Unexpected Whole-Brain High Decoding Accuracy in MVPA Analysis Using Nilearn

Dear experts,

Hello! I am currently using nilearn for MVPA analysis to distinguish which brain regions represent word properties. However, I’ve encountered a confusing issue and need your assistance.

Following the official nilearn tutorials, I extracted the beta maps for all of my trials using LSA (a similar procedure was used in RSA, yielding results akin to previous studies). Then, I conducted a whole-brain searchlight analysis using the SVM classifier with class_weight='balanced' to account for the differences in the number of trials, iterating 2000 times with L2 penalty. I used LeaveOneGroupOut based on the runs to obtain decoding accuracy. However, during second-level analysis, I found decoding accuracy above the chance level (0.5) across almost the entire brain, which is puzzling. Is this a normal occurrence?


This is the result image of the second-level analysis with a cluster threshold of 50, height control set to ‘fdr’, and alpha at 0.001.

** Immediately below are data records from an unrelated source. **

use std::sync::Arc;

use serde_json::{Map, Value};

use crate::collection::{PagedCollection, join_path};
use crate::entity::{Entity, EntityFactory, JsonEntityFactory};
use crate::error::{ClientError, ClientResult};
use crate::query::Query;
use crate::transport::{ApiRequest, Transport};

/// Entry point for application code.
///
/// A client is an explicit value: construct one, pass it around, drop it.
/// There is no module-level default instance; session state such as the
/// bearer token lives in the transport it was built with.
#[derive(Clone)]
pub struct Client {
    transport: Arc<dyn Transport>,
    factory: Arc<dyn EntityFactory>,
}

impl Client {
    pub fn new(transport: Arc<dyn Transport>) -> Self {
        Self::with_factory(transport, Arc::new(JsonEntityFactory))
    }

    /// Build a client with a custom entity factory, for callers that
    /// materialize domain-specific entity types.
    pub fn with_factory(transport: Arc<dyn Transport>, factory: Arc<dyn EntityFactory>) -> Self {
        Self { transport, factory }
    }

    pub fn transport(&self) -> Arc<dyn Transport> {
        self.transport.clone()
    }

    /// A collection view with empty local state. No request is issued until
    /// the caller drives `fetch()`.
    pub fn collection(&self, resource_path: impl Into<String>, query: Query) -> PagedCollection {
        PagedCollection::new(
            self.transport.clone(),
            self.factory.clone(),
            resource_path,
            query,
        )
    }

    /// A collection view with its first page loaded.
    pub async fn fetch_collection(
        &self,
        resource_path: impl Into<String>,
        query: Query,
    ) -> ClientResult<PagedCollection> {
        let mut collection = self.collection(resource_path, query);
        collection.fetch().await?;
        Ok(collection)
    }

    /// Fetch one entity by uuid or name.
    pub async fn get_entity(&self, resource_path: &str, id: &str) -> ClientResult<Entity> {
        let path = join_path(resource_path, id);
        let response = self.transport.send(ApiRequest::get(&path)).await?;
        let record = response
            .first_entity()
            .ok_or_else(|| ClientError::MissingEntity { path })?;
        Ok(self.factory.build(record, resource_type_of(resource_path))?)
    }

    /// Create an entity and return the server's materialized record.
    pub async fn create_entity(
        &self,
        resource_path: &str,
        properties: Map<String, Value>,
    ) -> ClientResult<Entity> {
        let request = ApiRequest::post(resource_path, Value::Object(properties));
        let response = self.transport.send(request).await?;
        let record = response
            .first_entity()
            .ok_or_else(|| ClientError::MissingEntity {
                path: resource_path.to_string(),
            })?;
        Ok(self.factory.build(record, resource_type_of(resource_path))?)
    }

    /// Save an entity's local attributes back to the server.
    ///
    /// On success the entity is overwritten wholesale from the response
    /// record (server timestamps included); a response without a record
    /// leaves the local value as sent.
    pub async fn save_entity(&self, resource_path: &str, entity: &mut Entity) -> ClientResult<()> {
        let path = join_path(resource_path, &entity.uuid().to_string());
        let request = ApiRequest::put(path, entity.to_value());
        let response = self.transport.send(request).await?;
        if let Some(record) = response.first_entity() {
            entity.replace_from_record(record)?;
        }
        Ok(())
    }

    /// Delete one entity by uuid or name.
    pub async fn delete_entity(&self, resource_path: &str, id: &str) -> ClientResult<()> {
        let path = join_path(resource_path, id);
        self.transport.send(ApiRequest::delete(path)).await?;
        Ok(())
    }
}

fn resource_type_of(resource_path: &str) -> &str {
    resource_path
        .rsplit('/')
        .find(|segment| !segment.is_empty())
        .unwrap_or(resource_path)
}

#[cfg(test)]
mod tests {
    use super::*;
    use crate::memory::MemoryTransport;
    use serde_json::json;

    fn seeded_client() -> (Client, Arc<MemoryTransport>) {
        let transport = Arc::new(MemoryTransport::new());
        transport.seed(
            "cats",
            vec![
                json!({ "name": "enzo", "color": "orange" }),
                json!({ "name": "bertha", "color": "gray" }),
            ],
        );
        (Client::new(transport.clone()), transport)
    }

    #[tokio::test(flavor = "current_thread")]
    async fn create_then_get_round_trips_an_entity() {
        let (client, _transport) = seeded_client();

        let mut properties = Map::new();
        properties.insert("name".to_string(), json!("newcat"));
        let created = client
            .create_entity("cats", properties)
            .await
            .expect("create should succeed");
        assert_eq!(created.name(), Some("newcat"));
        assert!(created.created().is_some());

        let fetched = client
            .get_entity("cats", &created.uuid().to_string())
            .await
            .expect("get should succeed");
        assert_eq!(fetched.uuid(), created.uuid());
    }

    #[tokio::test(flavor = "current_thread")]
    async fn save_entity_replaces_local_state_from_response() {
        let (client, _transport) = seeded_client();
        let mut collection = client
            .fetch_collection("cats", Query::new())
            .await
            .expect("fetch should succeed");
        let mut enzo = collection
            .entities()
            .iter()
            .find(|e| e.name() == Some("enzo"))
            .expect("seeded entity present")
            .clone();

        enzo.set("color", json!("cream"));
        enzo.set("draft_marker", json!(true));
        client
            .save_entity("cats", &mut enzo)
            .await
            .expect("save should succeed");

        // The response record, not the local draft, is the new truth.
        assert_eq!(enzo.get_str("color"), Some("cream"));
        assert!(enzo.modified().is_some());

        let fetched = client
            .get_entity("cats", &enzo.uuid().to_string())
            .await
            .expect("get should succeed");
        assert_eq!(fetched.get_str("color"), Some("cream"));
    }

    #[tokio::test(flavor = "current_thread")]
    async fn get_entity_for_unknown_id_is_not_found() {
        let (client, _transport) = seeded_client();
        let err = client
            .get_entity("cats", "00000000-0000-4000-8000-999999999999")
            .await
            .expect_err("unknown entity");
        assert!(matches!(
            err,
            ClientError::Transport(crate::transport::TransportError::NotFound { .. })
        ));
    }

    #[tokio::test(flavor = "current_thread")]
    async fn delete_entity_removes_it_from_subsequent_pages() {
        let (client, _transport) = seeded_client();
        let collection = client
            .fetch_collection("cats", Query::new())
            .await
            .expect("fetch should succeed");
        let target = collection.first_entity().expect("seeded page").uuid();

        client
            .delete_entity("cats", &target.to_string())
            .await
            .expect("delete should succeed");

        let collection = client
            .fetch_collection("cats", Query::new())
            .await
            .expect("refetch should succeed");
        assert_eq!(collection.len(), 1);
        assert!(collection.entity_by_uuid(&target).is_none());
    }
}
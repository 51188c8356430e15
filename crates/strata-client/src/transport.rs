use async_trait::async_trait;
use serde::{Deserialize, Serialize};
use serde_json::{Map, Value};

/// HTTP method of one API request.
#[derive(Clone, Copy, Debug, PartialEq, Eq)]
pub enum Method {
    Get,
    Post,
    Put,
    Delete,
}

impl Method {
    pub fn as_str(&self) -> &'static str {
        match self {
            Self::Get => "GET",
            Self::Post => "POST",
            Self::Put => "PUT",
            Self::Delete => "DELETE",
        }
    }
}

/// One request against the API, expressed independently of the wire client.
#[derive(Clone, Debug, PartialEq)]
pub struct ApiRequest {
    pub method: Method,
    pub path: String,
    pub query: Vec<(String, String)>,
    pub body: Option<Value>,
}

impl ApiRequest {
    pub fn new(method: Method, path: impl Into<String>) -> Self {
        Self {
            method,
            path: path.into(),
            query: Vec::new(),
            body: None,
        }
    }

    pub fn get(path: impl Into<String>) -> Self {
        Self::new(Method::Get, path)
    }

    pub fn post(path: impl Into<String>, body: Value) -> Self {
        Self::new(Method::Post, path).with_body(body)
    }

    pub fn put(path: impl Into<String>, body: Value) -> Self {
        Self::new(Method::Put, path).with_body(body)
    }

    pub fn delete(path: impl Into<String>) -> Self {
        Self::new(Method::Delete, path)
    }

    pub fn with_query(mut self, query: Vec<(String, String)>) -> Self {
        self.query = query;
        self
    }

    pub fn with_body(mut self, body: Value) -> Self {
        self.body = Some(body);
        self
    }

    /// Value of one outgoing query parameter, if present.
    pub fn query_param(&self, key: &str) -> Option<&str> {
        self.query
            .iter()
            .find(|(name, _)| name == key)
            .map(|(_, value)| value.as_str())
    }
}

/// The response envelope every API call returns.
///
/// `entities` is the result page in server order; `cursor` is the opaque
/// forward-paging token, present iff a further page exists. Envelope fields
/// this SDK does not interpret are retained in `extra`.
#[derive(Clone, Debug, Default, PartialEq, Serialize, Deserialize)]
pub struct ApiResponse {
    #[serde(default)]
    pub entities: Vec<Value>,
    #[serde(default, skip_serializing_if = "Option::is_none")]
    pub cursor: Option<String>,
    #[serde(default, skip_serializing_if = "Option::is_none")]
    pub count: Option<u64>,
    #[serde(default, skip_serializing_if = "Option::is_none")]
    pub action: Option<String>,
    #[serde(default, skip_serializing_if = "Option::is_none")]
    pub path: Option<String>,
    #[serde(default, skip_serializing_if = "Option::is_none")]
    pub timestamp: Option<i64>,
    #[serde(default, skip_serializing_if = "Option::is_none")]
    pub duration: Option<i64>,
    #[serde(flatten)]
    pub extra: Map<String, Value>,
}

impl ApiResponse {
    pub fn first_entity(&self) -> Option<&Value> {
        self.entities.first()
    }

    pub fn has_cursor(&self) -> bool {
        self.cursor.is_some()
    }
}

/// The error body the API sends alongside a non-2xx status.
#[derive(Clone, Debug, Default, PartialEq, Serialize, Deserialize)]
pub struct ErrorEnvelope {
    #[serde(default)]
    pub error: Option<String>,
    #[serde(default)]
    pub error_description: Option<String>,
    #[serde(default)]
    pub exception: Option<String>,
}

/// Transport-level failure taxonomy.
///
/// `NotFound` is the "resource absent / no results" class: collections that
/// have never had an entity written do not exist server-side, and the paging
/// layer treats this outcome as a legitimately empty page rather than an
/// error. Everything else surfaces to the caller with local state untouched.
#[derive(Debug, thiserror::Error)]
pub enum TransportError {
    #[error("resource not found: {path}")]
    NotFound { path: String },

    #[error("api error {status}: {code}: {description}")]
    Api {
        status: u16,
        code: String,
        description: String,
    },

    #[error("network failure: {0}")]
    Network(String),

    #[error("response decode failed: {0}")]
    Decode(String),
}

/// Issues one API request and returns the parsed envelope.
///
/// Retries, TLS, auth-header injection, and credential refresh are entirely
/// the implementation's concern; the paging layer issues exactly one `send`
/// per fetch and never inspects anything below the parsed envelope.
#[async_trait]
pub trait Transport: Send + Sync {
    async fn send(&self, request: ApiRequest) -> Result<ApiResponse, TransportError>;
}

Could the presence of this situation be due to an incorrect second-level analysis? I processed the decoding accuracy maps registered to the standard space using ants with the following code: image_data = math_img("np.maximum(img - 0.5, 0)", img=image.load_img(second_level_inputs[img])). For the second-level analysis, I then entered these processed data with a design matrix of [1]*n_subject and contrast matrix of [1].
Here is the code for my second-level analysis:


folder_path = '/Users/caofeizhen/Desktop/pos_and_composition/fMRI_data/fmri/RawData/derivatives/mvpa_glm/searchlight_nv_task_iter1000/Picture'
os.chdir(folder_path)
second_level_inputs = glob.glob('*.nii')
n_subjects = 13
design_matrix=pd.read_excel('/Users/caofeizhen/Desktop/pos_and_composition/fMRI_data/fmri/RawData/derivatives/mvpa_glm/searchlight_名动-任务_迭代20000/Word/design_matrix.xlsx',header=None)

#%%

second_level_model_paired = SecondLevelModel(smoothing_fwhm=4).fit(second_level_inputs, design_matrix=design_matrix)
plot_design_matrix(second_level_model_paired.design_matrix_)
stat_maps_paired = second_level_model_paired.compute_contrast([1], output_type="all")


#%%
cluster_threshold = 50
height_control = 'fdr'
alpha = 0.001

# Load MNI template
gm_target = '/Users/caofeizhen/.cache/templateflow/tpl-MNI152NLin2009cAsym/tpl-MNI152NLin2009cAsym_res-02_label-GM_probseg.nii.gz'
gm_target_img = check_niimg(gm_target)
gm_target_data = get_data(gm_target_img)

gm_target_mask = (gm_target_data > 0.2).astype("int8")

gm_target_mask = binary_closing(gm_target_mask, iterations=2)
gm_mask_img = new_img_like(gm_target_img, gm_target_mask)

clean_map, threshold = threshold_stats_img(stat_maps_paired['z_score'], alpha=alpha, height_control=height_control, cluster_threshold=cluster_threshold, two_sided=True,mask_img = gm_mask_img)
plotting.plot_stat_map(clean_map,threshold=threshold,colorbar=True)
plotting.show()

Could you please offer some guidance? Thank you in advance for your help. I have learned a lot from this forum and always recommend it to other researchers I know.

I believe I’ve resolved my issue. Although I set the class_weight to ‘balanced’, the randomness should be proportional to the number of classes, not 0.5. I wonder if this is correct? It seems I’ve made a very basic mistake.

Indeed. What you can do is to plot the map of the average accuracy to assess if they look as expected.